The immune system has evolved to recognize not only pathogenic stimuli such as bacterial components and viral nucleic acids, but also endogenous danger signals including proteins secreted from necrotic cells or expressed upon tissue damage. Both types of stimuli are sensed by pattern recognition receptors, initiating signalling cascades that trigger inflammatory responses. Nuclear factor kappa-light-chain-enhancer of activated B cells (NF-κB) is a transcription factor essential for the activation of the immune response to infection and tissue damage. NF-κB has an important role in the expression of a wide range of inflammatory mediators following pattern recognition receptor activation, including cytokines (such as tumour necrosis factor α [TNFα], interleukin-6 and interleukin-1), chemokines (e.g., interleukin-8 or CXCL1), proteases, growth factors and MHC-related molecules, among others. To assess the activation of this pathway downstream of TLR4, we used the commercially available cell line THP1-Blue^TM NF-κB (Invivogen).
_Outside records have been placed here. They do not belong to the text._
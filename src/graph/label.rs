//! Validated structural tags for nodes and relationships.
//!
//! Node types and relationship types arrive from model output and end up as
//! the store's type tag. They are reduced to an identifier-safe alphabet here,
//! before they reach the store.

use serde::{Deserialize, Serialize};
use std::fmt;

/// Fallback tag for nodes whose type sanitizes to nothing.
pub const DEFAULT_NODE_LABEL: &str = "Entity";
/// Fallback tag for relationships whose type sanitizes to nothing.
pub const DEFAULT_RELATIONSHIP_TYPE: &str = "RELATED_TO";

/// A sanitized node label or relationship type.
#[derive(Debug, Clone, PartialEq, Eq, Hash, PartialOrd, Ord, Serialize, Deserialize)]
#[serde(transparent)]
pub struct Label(String);

impl Label {
    /// Node label: alphanumeric characters only (Unicode-aware).
    pub fn node(raw: &str) -> Self {
        let safe: String = raw.chars().filter(|c| c.is_alphanumeric()).collect();
        if safe.is_empty() {
            Label(DEFAULT_NODE_LABEL.to_string())
        } else {
            Label(safe)
        }
    }

    /// Relationship type: alphanumerics and `_`, upper-cased.
    pub fn relationship(raw: &str) -> Self {
        let safe: String = raw
            .chars()
            .filter(|c| c.is_alphanumeric() || *c == '_')
            .collect::<String>()
            .to_uppercase();
        if safe.is_empty() {
            Label(DEFAULT_RELATIONSHIP_TYPE.to_string())
        } else {
            Label(safe)
        }
    }

    pub fn as_str(&self) -> &str {
        &self.0
    }

    pub fn into_string(self) -> String {
        self.0
    }
}

impl fmt::Display for Label {
    fn fmt(&self, f: &mut fmt::Formatter<'_>) -> fmt::Result {
        f.write_str(&self.0)
    }
}

impl AsRef<str> for Label {
    fn as_ref(&self) -> &str {
        &self.0
    }
}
These cells are stably transfected with a construct containing a secreted embryonic alkaline phosphatase (SEAP) gene induced by the NF-κB transcription factor. The construct contains an interferon-β minimal promoter fused to five copies of the NF-κB consensus transcriptional response element and three copies of the c-Rel binding site, which drives the expression of the reporter gene. After cell stimulation with pathogenic or endogenous stimuli, NF-κB activation leads to the secretion of SEAP, which is then quantified using the colorimetric reagent QUANTI-Blue^TM. This is a quick and reliable method to assess activation of NF-κB downstream of toll-like receptors, as the amount of SEAP in the media correlates with the triggering of this signalling pathway. However, this is an engineered cell line that does not express a full complement of inflammatory effector molecules (see Note 5), and so whilst useful in screening for NF-κB activation, data should always be confirmed in additional experimental systems, for example in primary macrophages, or in vivo.